//! Upgrade rules: turning materials into permanent stat changes.
//!
//! | Upgrade        | Cost    | Effect                               |
//! |----------------|---------|--------------------------------------|
//! | Weapon         | 2 wood  | attack +2                            |
//! | Healing Draft  | 1 grass | heal 30, capped at max health        |
//! | Shield         | 2 stone | defense +2                           |
//! | Building Block | 4 wood  | placed blocks +1 (Builder variant)   |
//!
//! Upgrades are all-or-nothing: a rejected request leaves the player
//! exactly as it was.

use std::fmt;
use std::str::FromStr;

use serde::{Deserialize, Serialize};

use crate::combatant::{CombatStats, Player};
use crate::error::{GameError, UpgradeRejection};
use crate::materials::{MaterialCost, MaterialKind};

/// Attack gained from a Weapon.
pub const WEAPON_ATTACK_BONUS: u32 = 2;

/// Defense gained from a Shield.
pub const SHIELD_DEFENSE_BONUS: u32 = 2;

/// Health restored by a Healing Draft.
pub const HEALING_DRAFT_AMOUNT: u32 = 30;

/// Rule set in play. The Builder variant adds the Building Block upgrade.
#[derive(Debug, Clone, Copy, PartialEq, Eq, Hash, Default, Serialize, Deserialize)]
pub enum GameVariant {
    /// Weapons, drafts and shields.
    #[default]
    Classic,
    /// Classic plus building blocks.
    Builder,
}

/// A purchasable upgrade.
#[derive(Debug, Clone, Copy, PartialEq, Eq, Hash, Serialize, Deserialize)]
pub enum UpgradeKind {
    /// +2 attack for 2 wood.
    Weapon,
    /// +30 health (capped) for 1 grass.
    HealingDraft,
    /// +2 defense for 2 stone.
    Shield,
    /// +1 placed block for 4 wood. Builder variant only.
    BuildingBlock,
}

impl UpgradeKind {
    /// All upgrades, in menu order.
    pub const ALL: [UpgradeKind; 4] = [
        UpgradeKind::Weapon,
        UpgradeKind::HealingDraft,
        UpgradeKind::Shield,
        UpgradeKind::BuildingBlock,
    ];

    /// Material price.
    #[must_use]
    pub const fn cost(self) -> MaterialCost {
        match self {
            UpgradeKind::Weapon => MaterialCost::single(MaterialKind::Wood, 2),
            UpgradeKind::HealingDraft => MaterialCost::single(MaterialKind::Grass, 1),
            UpgradeKind::Shield => MaterialCost::single(MaterialKind::Stone, 2),
            UpgradeKind::BuildingBlock => MaterialCost::single(MaterialKind::Wood, 4),
        }
    }

    /// Check if the upgrade can be bought under `variant`.
    #[must_use]
    pub const fn available_in(self, variant: GameVariant) -> bool {
        match self {
            UpgradeKind::BuildingBlock => matches!(variant, GameVariant::Builder),
            _ => true,
        }
    }

    /// Upgrades offered under `variant`, in menu order.
    pub fn offered(variant: GameVariant) -> impl Iterator<Item = UpgradeKind> {
        Self::ALL.into_iter().filter(move |u| u.available_in(variant))
    }

    /// Upgrade for a 1-based menu key ("1" to "4").
    pub fn from_choice(choice: &str) -> Result<Self, GameError> {
        match choice.trim() {
            "1" => Ok(UpgradeKind::Weapon),
            "2" => Ok(UpgradeKind::HealingDraft),
            "3" => Ok(UpgradeKind::Shield),
            "4" => Ok(UpgradeKind::BuildingBlock),
            other => Err(GameError::UnknownUpgrade(other.to_string())),
        }
    }

    /// Display name.
    #[must_use]
    pub const fn name(self) -> &'static str {
        match self {
            UpgradeKind::Weapon => "Weapon",
            UpgradeKind::HealingDraft => "Healing Draft",
            UpgradeKind::Shield => "Shield",
            UpgradeKind::BuildingBlock => "Building Block",
        }
    }
}

impl fmt::Display for UpgradeKind {
    fn fmt(&self, f: &mut fmt::Formatter<'_>) -> fmt::Result {
        f.write_str(self.name())
    }
}

impl FromStr for UpgradeKind {
    type Err = GameError;

    fn from_str(s: &str) -> Result<Self, Self::Err> {
        let normalized: String = s
            .trim()
            .chars()
            .filter(|c| !matches!(c, ' ' | '_' | '-'))
            .collect::<String>()
            .to_ascii_lowercase();
        match normalized.as_str() {
            "weapon" => Ok(UpgradeKind::Weapon),
            "healingdraft" | "draft" | "heal" => Ok(UpgradeKind::HealingDraft),
            "shield" => Ok(UpgradeKind::Shield),
            "buildingblock" | "block" => Ok(UpgradeKind::BuildingBlock),
            _ => UpgradeKind::from_choice(s),
        }
    }
}

/// A successfully applied upgrade.
#[derive(Debug, Clone, Copy, PartialEq, Eq, Serialize, Deserialize)]
pub struct AppliedUpgrade {
    /// What was bought.
    pub kind: UpgradeKind,
    /// Materials paid.
    pub paid: MaterialCost,
    /// Stats before the upgrade.
    pub before: CombatStats,
    /// Stats after the upgrade.
    pub after: CombatStats,
}

/// Check whether `player` could buy `kind` right now.
pub fn check_upgrade(
    player: &Player,
    kind: UpgradeKind,
    variant: GameVariant,
) -> Result<(), UpgradeRejection> {
    if !kind.available_in(variant) {
        return Err(UpgradeRejection::UnavailableInVariant);
    }
    if !player.stats.is_alive() {
        return Err(UpgradeRejection::PlayerDefeated);
    }
    if let Some((short, required, available)) = player.inventory.shortfall(&kind.cost()) {
        return Err(UpgradeRejection::InsufficientMaterials {
            kind: short,
            required,
            available,
        });
    }
    Ok(())
}

/// Buy `kind` for `player`: pay the exact cost and apply the effect.
///
/// # Errors
///
/// Returns an [`UpgradeRejection`] (and changes nothing) if the upgrade is
/// not offered in `variant`, the player is defeated, or the player cannot
/// afford it.
pub fn apply_upgrade(
    player: &mut Player,
    kind: UpgradeKind,
    variant: GameVariant,
) -> Result<AppliedUpgrade, UpgradeRejection> {
    if let Err(rejection) = check_upgrade(player, kind, variant) {
        tracing::debug!(player = %player.name, upgrade = %kind, %rejection, "Upgrade rejected");
        return Err(rejection);
    }

    let cost = kind.cost();
    let paid = player.inventory.spend(&cost);
    debug_assert!(paid, "affordability was checked");

    let before = player.stats;
    match kind {
        UpgradeKind::Weapon => {
            player.stats.attack = player.stats.attack.saturating_add(WEAPON_ATTACK_BONUS);
        }
        UpgradeKind::HealingDraft => {
            player.stats.heal(HEALING_DRAFT_AMOUNT);
        }
        UpgradeKind::Shield => {
            player.stats.defense = player.stats.defense.saturating_add(SHIELD_DEFENSE_BONUS);
        }
        UpgradeKind::BuildingBlock => player.placed_blocks = player.placed_blocks.saturating_add(1),
    }

    tracing::debug!(
        player = %player.name,
        upgrade = %kind,
        attack = player.stats.attack,
        defense = player.stats.defense,
        health = player.stats.health,
        "Upgrade applied"
    );

    Ok(AppliedUpgrade {
        kind,
        paid: cost,
        before,
        after: player.stats,
    })
}

#[cfg(test)]
mod tests {
    use super::*;
    use crate::combatant::Combatant;
    use crate::materials::Inventory;
    use crate::roles::Role;

    fn knight_with(inventory: Inventory) -> Player {
        let mut p = Player::from_role(Role::Knight, "Kay");
        p.inventory = inventory;
        p
    }

    #[test]
    fn test_weapon_exactly_once_with_two_wood() {
        let mut p = knight_with(Inventory::new(2, 0, 0));

        let applied = apply_upgrade(&mut p, UpgradeKind::Weapon, GameVariant::Classic).unwrap();
        assert_eq!(applied.after.attack, 12);
        assert_eq!(p.inventory, Inventory::default());

        let second = apply_upgrade(&mut p, UpgradeKind::Weapon, GameVariant::Classic);
        assert_eq!(
            second,
            Err(UpgradeRejection::InsufficientMaterials {
                kind: MaterialKind::Wood,
                required: 2,
                available: 0,
            })
        );
        assert_eq!(p.stats.attack, 12);
    }

    #[test]
    fn test_shield_adds_defense() {
        let mut p = knight_with(Inventory::new(0, 3, 0));
        apply_upgrade(&mut p, UpgradeKind::Shield, GameVariant::Classic).unwrap();
        assert_eq!(p.stats.defense, 12);
        assert_eq!(p.inventory.get(MaterialKind::Stone), 1);
    }

    #[test]
    fn test_stat_upgrades_saturate() {
        let mut p = knight_with(Inventory::new(2, 2, 0));
        p.stats.attack = u32::MAX;
        p.stats.defense = u32::MAX - 1;

        let weapon = apply_upgrade(&mut p, UpgradeKind::Weapon, GameVariant::Classic).unwrap();
        assert_eq!(weapon.after.attack, u32::MAX);
        let shield = apply_upgrade(&mut p, UpgradeKind::Shield, GameVariant::Classic).unwrap();
        assert_eq!(shield.after.defense, u32::MAX);
        assert_eq!(p.inventory, Inventory::EMPTY);
    }

    #[test]
    fn test_healing_draft_caps_at_max() {
        let mut p = knight_with(Inventory::new(0, 0, 2));
        p.apply_damage(10);

        apply_upgrade(&mut p, UpgradeKind::HealingDraft, GameVariant::Classic).unwrap();
        assert_eq!(p.stats.health, 130);

        p.apply_damage(100);
        apply_upgrade(&mut p, UpgradeKind::HealingDraft, GameVariant::Classic).unwrap();
        assert_eq!(p.stats.health, 60);
        assert_eq!(p.inventory.get(MaterialKind::Grass), 0);
    }

    #[test]
    fn test_defeated_player_cannot_upgrade() {
        let mut p = knight_with(Inventory::new(10, 10, 10));
        p.apply_damage(1000);

        let result = apply_upgrade(&mut p, UpgradeKind::HealingDraft, GameVariant::Classic);
        assert_eq!(result, Err(UpgradeRejection::PlayerDefeated));
        assert_eq!(p.stats.health, 0);
        assert_eq!(p.inventory, Inventory::new(10, 10, 10));
    }

    #[test]
    fn test_building_block_only_in_builder_variant() {
        let mut p = knight_with(Inventory::new(8, 0, 0));

        assert_eq!(
            apply_upgrade(&mut p, UpgradeKind::BuildingBlock, GameVariant::Classic),
            Err(UpgradeRejection::UnavailableInVariant)
        );
        assert_eq!(p.inventory.get(MaterialKind::Wood), 8);

        let applied =
            apply_upgrade(&mut p, UpgradeKind::BuildingBlock, GameVariant::Builder).unwrap();
        assert_eq!(applied.before, applied.after);
        assert_eq!(p.placed_blocks, 1);
        assert_eq!(p.inventory.get(MaterialKind::Wood), 4);
    }

    #[test]
    fn test_menu_choices() {
        assert_eq!(UpgradeKind::from_choice("1"), Ok(UpgradeKind::Weapon));
        assert_eq!(UpgradeKind::from_choice("3"), Ok(UpgradeKind::Shield));
        assert_eq!(
            UpgradeKind::from_choice(""),
            Err(GameError::UnknownUpgrade(String::new()))
        );
        assert_eq!("healing_draft".parse::<UpgradeKind>(), Ok(UpgradeKind::HealingDraft));
        assert_eq!("Building Block".parse::<UpgradeKind>(), Ok(UpgradeKind::BuildingBlock));
        assert_eq!("2".parse::<UpgradeKind>(), Ok(UpgradeKind::HealingDraft));
        assert!("armor".parse::<UpgradeKind>().is_err());
    }

    #[test]
    fn test_offered_upgrades_by_variant() {
        assert_eq!(UpgradeKind::offered(GameVariant::Classic).count(), 3);
        assert_eq!(UpgradeKind::offered(GameVariant::Builder).count(), 4);
    }
}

_ _ _ _ _

Directions
Copy down each line in the entries that has the word "Serialize".

Written reply
use serde::{Deserialize, Serialize};
#[derive(Debug, Clone, Copy, PartialEq, Eq, Hash, Default, Serialize, Deserialize)]
#[derive(Debug, Clone, Copy, PartialEq, Eq, Hash, Serialize, Deserialize)]
#[derive(Debug, Clone, Copy, PartialEq, Eq, Serialize, Deserialize)]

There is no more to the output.